Le président français, Emmanuel Macron, a nommé son homologue sénégalais, Macky Sall, au poste d'envoyé spécial du Pacte de Paris pour la planète et les peuples (4P). Mais cette nomination n'est pas du goût du Front pour l'inclusivité et la transparence des élections (FITE) qui y voit une humiliation du peuple sénégalais. Et il l'a fait savoir à travers une lettre ouverte adressée, le 25 novembre dernier, à Macron, dans laquelle il accuse ce dernier de s'être immiscé dans la politique intérieure du Sénégal en faisant les éloges du président Macky Sall alors que ce dernier n'a pas encore quitté le pouvoir.
Et on ne saurait donner totalement tort à l'opposition sénégalaise. En effet, que cherche le locataire de l'Elysée en posant un tel acte? En fait, le geste est d'autant plus maladroit qu'il intervient au moment où la classe politique sénégalaise affûte ses armes pour la présidentielle du 24 février prochain.

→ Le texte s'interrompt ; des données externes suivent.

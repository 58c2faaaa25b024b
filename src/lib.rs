//! # R2 Multipart Coordinator
//!
//! Assembles a set of independently uploaded parts into one object in remote
//! object storage, using the store's three-phase multipart protocol
//! (initiate, upload parts, complete or abort). The finished object is either
//! fully assembled or never created.
//!
//! ## Architecture
//!
//! - **Coordinator**: state machine of every upload session; the only code that mutates one
//! - **Sequencer**: drives a batch of part uploads with bounded concurrency
//! - **Registry**: process-wide table of sessions in flight, bounded and sweepable
//! - **Store**: the object store collaborator (R2 in deployment, in-memory for tests)
//! - **Router / Handlers / Middleware**: the thin Worker façade in front of the coordinator
//!
//! ## Example Usage
//!
//! ```text
//! POST /v1/uploads   multipart/form-data: filename=<key>, file=<part 1>, file=<part 2>, ...
//! GET  /v1/uploads   sessions in flight
//! GET  /health
//! ```

use std::sync::{Arc, OnceLock};
use worker::*;

pub mod config;
pub mod constants;
pub mod coordinator;
pub mod errors;
mod handlers;
pub mod logging;
mod middleware;
pub mod models;
pub mod registry;
mod router;
pub mod sequencer;
pub mod session;
pub mod store;
pub mod utils;

use config::Config;
use constants::STORAGE_CONFIG_KV_NAME;
use logging::Logger;
use registry::SessionRegistry;

pub use coordinator::{Coordinator, CoordinatorOptions};
pub use errors::{StoreError, UploadError};
pub use models::{ObjectDescriptor, PartRequest, PartResult, SessionState};
pub use sequencer::{BatchFailure, CancelFlag, PartSequencer};
pub use session::UploadSession;
pub use store::ObjectStore;

static CONFIG_CACHE: OnceLock<Arc<Config>> = OnceLock::new();
static SESSION_REGISTRY: OnceLock<Arc<SessionRegistry>> = OnceLock::new();

/// Main entry point for the Cloudflare Worker.
///
/// Loads configuration (once per isolate), then hands the request to the
/// router together with the isolate's session registry.
#[event(fetch)]
pub async fn main(req: Request, env: Env, _ctx: Context) -> Result<Response> {
    // Set up panic hook for better error reporting in development
    console_error_panic_hook::set_once();

    let logger = Logger::new(utils::generate_request_id());
    let config = load_config(&env, &logger).await?;
    let registry = session_registry(&config);

    router::handle_request(req, env, config, registry, logger).await
}

async fn load_config(env: &Env, logger: &Logger) -> Result<Arc<Config>> {
    if let Some(config) = CONFIG_CACHE.get() {
        return Ok(config.clone());
    }

    let kv = env.kv(STORAGE_CONFIG_KV_NAME)?;
    let config = Arc::new(Config::load(&kv, logger).await?);
    config.describe(logger);
    let _ = CONFIG_CACHE.set(config.clone());
    Ok(config)
}

/// The registry is sized by the first configuration seen in the isolate.
fn session_registry(config: &Config) -> Arc<SessionRegistry> {
    SESSION_REGISTRY
        .get_or_init(|| Arc::new(SessionRegistry::new(config.max_sessions)))
        .clone()
}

Le moins que l'on puisse dire, c'est que Macron donne des verges pour se faire fouetter. Et on ne saurait le plaindre. Car, on récolte toujours ce que l'on a semé.
C'est vrai que Macky Sall a renoncé au mandat de trop, c'est-à-dire à un troisième mandat. Toute chose qui, à bien des égards, pourrait lui valoir des lauriers. Mais de là à le nommer à un tel poste avec en sus des éloges qui contrastent avec la réalité, c'est un pas que Macron aurait pu se garder de franchir. Certes, il est vrai que nul ne peut objectivement remettre en cause les efforts de développement consentis par le président Macky Sall durant ses deux mandats.
Macky Sall serait bien inspiré de jouer la carte de la discrétion
Mais de là à vouloir le présenter comme celui-là qui a toujours organisé des élections dans les règles de l'art, c'est courir le risque de se faire démentir. A preuve, les différents rapports des missions électorales déployées au Sénégal en 2021 et 2022, révèlent des manquements dans les processus électoraux. Et ce n'est pas tout. On se rappelle aussi les cas Karim Wade et Khalifa Sall. C'est dire si Emmanuel Macron semble être passé à côté de la plaque. Du reste, pourquoi une telle précipitation alors que visiblement, il n'y a pas de raisons valables à se hâter ? Dans moins de trois mois, Macky Sall ne sera plus aux affaires. Alors, pourquoi ne pas attendre qu'il se revête du manteau d'ancien chef d'Etat avant de le promouvoir à ce poste ?
En tout cas, l'atmosphère sociopolitique au Sénégal est déjà si électrique qu'il ne faudrait pas en rajouter. Cela dit, Emmanuel Macron doit se convaincre d'une chose : si le sentiment anti-français gagne du terrain en Afrique, c'est en partie à cause de ce genre de maladresses. Toutefois, il convient d'appeler aussi l'opposition à la modération. Elle ne doit pas se tromper de combat ni d'adversaire. Certes, Emmanuel Macron s'est livré à un jeu trouble dont lui seul en connaît les raisons. Mais cela ne doit pas pousser l'opposition à disperser ses énergies en cette période de précampagne.
Quant au président Macky Sall, il serait bien inspiré de jouer la carte de la discrétion face à cette nouvelle fonction qui lui tend la main, d'autant que lui et son homologue ivoirien passent pour être « deux valets locaux de la France » sur le continent africain.